- Opening Delimiter -

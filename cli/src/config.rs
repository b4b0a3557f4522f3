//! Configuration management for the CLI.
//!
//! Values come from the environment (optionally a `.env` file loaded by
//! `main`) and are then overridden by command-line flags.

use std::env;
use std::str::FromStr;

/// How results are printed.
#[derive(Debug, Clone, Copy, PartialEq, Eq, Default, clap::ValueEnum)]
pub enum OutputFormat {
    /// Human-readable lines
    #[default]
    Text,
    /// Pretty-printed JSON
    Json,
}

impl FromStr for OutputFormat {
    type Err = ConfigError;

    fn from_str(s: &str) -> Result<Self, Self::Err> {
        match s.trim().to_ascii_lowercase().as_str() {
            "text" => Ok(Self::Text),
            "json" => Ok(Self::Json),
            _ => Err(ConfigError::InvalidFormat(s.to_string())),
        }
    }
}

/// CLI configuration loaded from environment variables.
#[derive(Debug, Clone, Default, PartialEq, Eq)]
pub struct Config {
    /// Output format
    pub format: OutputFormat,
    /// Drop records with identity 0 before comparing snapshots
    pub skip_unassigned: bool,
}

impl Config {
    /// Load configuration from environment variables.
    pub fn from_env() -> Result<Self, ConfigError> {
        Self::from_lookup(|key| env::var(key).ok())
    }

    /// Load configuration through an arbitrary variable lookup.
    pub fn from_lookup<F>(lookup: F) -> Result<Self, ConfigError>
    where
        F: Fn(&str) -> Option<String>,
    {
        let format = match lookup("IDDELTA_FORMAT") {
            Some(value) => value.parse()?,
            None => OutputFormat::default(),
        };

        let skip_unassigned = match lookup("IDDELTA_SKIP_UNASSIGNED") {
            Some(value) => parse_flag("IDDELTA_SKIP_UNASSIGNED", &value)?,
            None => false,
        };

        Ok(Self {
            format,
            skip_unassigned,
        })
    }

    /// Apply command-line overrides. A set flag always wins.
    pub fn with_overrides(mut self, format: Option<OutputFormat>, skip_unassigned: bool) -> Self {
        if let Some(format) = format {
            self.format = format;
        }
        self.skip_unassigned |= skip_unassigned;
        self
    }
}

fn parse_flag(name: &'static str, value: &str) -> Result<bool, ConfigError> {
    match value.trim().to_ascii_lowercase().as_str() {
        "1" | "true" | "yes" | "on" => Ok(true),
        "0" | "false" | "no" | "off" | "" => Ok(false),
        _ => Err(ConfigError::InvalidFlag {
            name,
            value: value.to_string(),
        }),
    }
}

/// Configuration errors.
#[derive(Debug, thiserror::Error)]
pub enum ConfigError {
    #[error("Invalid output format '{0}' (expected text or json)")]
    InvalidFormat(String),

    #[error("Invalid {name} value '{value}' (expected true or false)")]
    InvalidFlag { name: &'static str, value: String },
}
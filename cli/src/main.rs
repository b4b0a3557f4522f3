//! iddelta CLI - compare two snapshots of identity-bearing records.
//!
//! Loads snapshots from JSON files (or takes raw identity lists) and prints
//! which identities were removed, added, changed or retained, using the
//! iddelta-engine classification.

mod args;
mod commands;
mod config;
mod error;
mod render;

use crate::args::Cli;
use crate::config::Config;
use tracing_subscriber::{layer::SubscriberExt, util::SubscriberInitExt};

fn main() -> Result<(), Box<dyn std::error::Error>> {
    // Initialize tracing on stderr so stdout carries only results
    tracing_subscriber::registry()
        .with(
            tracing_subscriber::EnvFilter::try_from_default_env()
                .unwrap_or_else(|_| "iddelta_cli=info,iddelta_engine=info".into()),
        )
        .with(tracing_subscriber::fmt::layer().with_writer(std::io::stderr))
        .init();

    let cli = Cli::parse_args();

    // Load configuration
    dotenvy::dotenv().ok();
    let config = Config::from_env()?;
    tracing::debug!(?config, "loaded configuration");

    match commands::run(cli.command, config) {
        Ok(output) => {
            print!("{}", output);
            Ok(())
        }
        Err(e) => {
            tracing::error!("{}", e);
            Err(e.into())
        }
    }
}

- Closing Delimiter -

WORK TO BE COMPLETED:
Go through the listing above and return each line where the word "true" occurs.

EXERCISE OUTPUT:
        "1" | "true" | "yes" | "on" => Ok(true),
    #[error("Invalid {name} value '{value}' (expected true or false)")]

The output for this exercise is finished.